Data representing a simple reward source made by a single component/sender, usually for the purpose of training automated agents.

message RewardSource {
  string sender_name = 1;
  float value = 2;
  float confidence = 3;
  google.protobuf.Any user_data = 4;
}
  • sender_name: Name of the sender that sent the reward. This is not needed when sending because it will be set by the orchestrator. It is only used by receiving actors.
  • value: The numerical value of the provided reward.
  • confidence: The weight of this reward in computing the final (aggregated) reward.
  • user_data: Additional user data to be consumed by the receiving actor. It is the responsibility of the receiver to understand the type received.

Reward

Data representing a reward sent or received, usually for the purpose of training automated agents. This is an aggregate of possibly multiple RewardSource (but at least one).

message Reward {
  string receiver_name = 1;
  sint64 tick_id = 2;
  float value = 3;
  repeated RewardSource sources = 4;
}
  • receiver_name: Name of the receiving actor (the reward destination).
  • tick_id: The tick associated with the reward. If set to -1 when sending a reward, the orchestrator will automatically assign the latest tick. This will always be a valid tick (i.e. >= 0) when receiving a reward.
  • value: The aggregated value (weighted sum) of the provided reward sources. May be ignored when sending a reward; The final value will be computed by the orchestrator.
  • sources: The simple reward sources that form this aggregated reward. There must be at least one.

ActorPeriodData

Timely trial data sent to an actor. The data may span a period of time.

message ActorPeriodData {
  repeated Observation observations = 1;
  repeated Reward rewards = 2;
  repeated Message messages = 3;
}
  • observations: Observations from the environment for a period of time. Typically only for one time step (tick). If there are multiple, they are ordered by tick_id.
  • rewards: List of rewards sent by actors or the environment. Ordered by tick_id.
  • messages: List of user data sent by actors or the environment. Ordered by tick_id.

ObservationSet

A set of environment observations for all actors in the trial.

message ObservationSet {
  uint64 tick_id = 1;
  fixed64 timestamp = 2;
  repeated ObservationData observations = 3;
  repeated int32 actors_map = 4;
}
  • tick_id: The tick to which the observations relate to.
  • timestamp: The time when the observation set was made.
  • observations: A list of observations. Indexed into by the actors_map.
  • actors_map: A list of indexes into the observations list above. This list of indexes has the same length and order as the list of actors provided in different places in the API (e.g. actors_in_trial), for the same trial.

Control API

This API is defined in orchestrator.proto. It is implemented by the cogment orchestrator, and client applications are expected to connect to it using the gRPC client API.

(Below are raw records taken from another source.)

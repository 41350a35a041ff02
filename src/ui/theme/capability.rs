use super::ColorCapability;
use crate::cli::ColorArg;

pub(super) fn detect_color_capability_from(
    mode: ColorArg,
    term: Option<&str>,
    colorterm: Option<&str>,
    no_color: Option<&str>,
) -> ColorCapability {
    if should_force_basic16(mode, term, no_color) {
        return ColorCapability::Basic16;
    }
    if supports_truecolor(colorterm, term) {
        return ColorCapability::TrueColor;
    }
    if supports_256_color(term) {
        ColorCapability::Xterm256
    } else {
        ColorCapability::Basic16
    }
}

fn should_force_basic16(mode: ColorArg, term: Option<&str>, no_color: Option<&str>) -> bool {
    mode == ColorArg::Never
        || (mode == ColorArg::Auto && no_color.is_some_and(|value| !value.is_empty()))
        || term.is_some_and(|value| value.eq_ignore_ascii_case("dumb"))
}

fn supports_truecolor(colorterm: Option<&str>, term: Option<&str>) -> bool {
    let colorterm = colorterm.unwrap_or_default().to_lowercase();
    let term = term.unwrap_or_default().to_lowercase();
    truecolor_hint(&colorterm) || truecolor_hint(&term)
}

fn truecolor_hint(value: &str) -> bool {
    value.contains("truecolor") || value.contains("24bit") || value.ends_with("direct")
}

fn supports_256_color(term: Option<&str>) -> bool {
    term.unwrap_or_default().to_lowercase().contains("256color")
}
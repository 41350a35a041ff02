use rand::Rng;
use tracing::debug;

use crate::domain::{
    palette::{Rgb, color_for_temperature},
    weather::{DayPhase, WeatherSnapshot},
};
use crate::scene::{
    Scene, SceneElement,
    factories::AtmosphereTone,
    geometry::{MeshGroup, PointCloud},
};

pub const MAX_CLOUD_OPACITY: f32 = 0.6;

/// Re-tints the live scene for a new reading without touching geometry.
///
/// Every effect is keyed on the element's own variant and skipped when that
/// element is absent. Buffers are rewritten in place; no resource is allocated.
pub fn apply_weather_change<R: Rng>(
    scene: &mut Scene,
    snapshot: &WeatherSnapshot,
    phase: DayPhase,
    rng: &mut R,
) {
    let raining = snapshot.is_raining();
    for element in &mut scene.elements {
        match element {
            SceneElement::Sphere(mesh) => {
                mesh.material.color = color_for_temperature(snapshot.temp, phase);
            }
            SceneElement::Atmosphere(points) => retint_atmosphere(points, snapshot.temp, phase, rng),
            SceneElement::Rain(points) => points.visible = raining,
            SceneElement::Clouds(group) => restyle_clouds(group, snapshot.clouds, phase),
            SceneElement::Sun(_)
            | SceneElement::Moon(_)
            | SceneElement::Stars(_)
            | SceneElement::Terrain(_) => {}
        }
    }
    debug!(temp = snapshot.temp, raining, ?phase, "scene refreshed");
}

/// Hue the atmosphere drifts to at `temp`; wraps through HSL rather than clamping.
#[must_use]
pub fn atmosphere_hue(temp: f32, phase: DayPhase) -> f32 {
    let tone = AtmosphereTone::for_phase(phase);
    tone.hue - (temp / 50.0) * tone.hue_shift
}

#[must_use]
pub fn cloud_opacity(cover: Option<f32>) -> f32 {
    (cover.unwrap_or(0.0) / 100.0).min(MAX_CLOUD_OPACITY)
}

#[must_use]
pub fn refreshed_cloud_color(phase: DayPhase) -> Rgb {
    match phase {
        DayPhase::Day => Rgb::WHITE,
        DayPhase::Night => Rgb::from_hex(0xcc_cc_cc),
    }
}

fn retint_atmosphere<R: Rng>(points: &mut PointCloud, temp: f32, phase: DayPhase, rng: &mut R) {
    let tone = AtmosphereTone::for_phase(phase);
    let hue = atmosphere_hue(temp, phase);
    if let Some(colors) = points.colors.as_mut() {
        for color in colors.iter_mut() {
            *color = tone.sample(hue, rng);
        }
    }
}

fn restyle_clouds(group: &mut MeshGroup, cover: Option<f32>, phase: DayPhase) {
    let opacity = cloud_opacity(cover);
    let color = refreshed_cloud_color(phase);
    for cloud in &mut group.children {
        cloud.material.opacity = opacity;
        cloud.material.color = color;
    }
}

This API is used for general control and services related to trials.

Service TrialLifecycle

service TrialLifecycle {
  rpc StartTrial(TrialStartRequest) returns (TrialStartReply) {}
  rpc TerminateTrial(TerminateTrialRequest) returns (TerminateTrialReply) {}
  rpc GetTrialInfo(TrialInfoRequest) returns (TrialInfoReply) {}
  rpc WatchTrials(TrialListRequest) returns (stream TrialListEntry) {}
  rpc Version(VersionRequest) returns (VersionInfo) {}
}

StartTrial()

Start a new trial.

Metadata: None

TerminateTrial()

Request the environment to terminate an existing trial.

Metadata:

  • trial-id: UUID of the trial to terminate.

GetTrialInfo()

Get extra information about an existing trial.

Metadata:

  • trial-id: (optional) UUID of the trial we are requesting information about. If not provided, the request is for information about all running trials.

WatchTrials()

Stream state changes from trials.

Metadata: None

Version()

Request version data.

Metadata: None

TrialStartRequest

Request message for the StartTrial procedure.

message TrialStartRequest {
  TrialConfig config = 1;
  string user_id = 2;
}
  • config: The trial config data. This data can be used by the pre-trial hooks to determine the config for the rest of the componenents.
  • user_id: The ID of the user that is starting the trial.

TrialStartReply

Reply message for the StartTrial procedure.

message TrialStartReply {
  string trial_id = 1;
  repeated TrialActor actors_in_trial = 2;
}
  • trial_id: UUID of the newly started trial.
  • actors_in_trial: The list of all actors in the trial. This list has the same length and order as the list of actors provided in different places in the API, for the same trial. The list can be empty (or not present) in some circumstances, even if there are actors (if necessary the list can be obtained in other ways).

TerminateTrialRequest

Request message for the TerminateTrial procedure.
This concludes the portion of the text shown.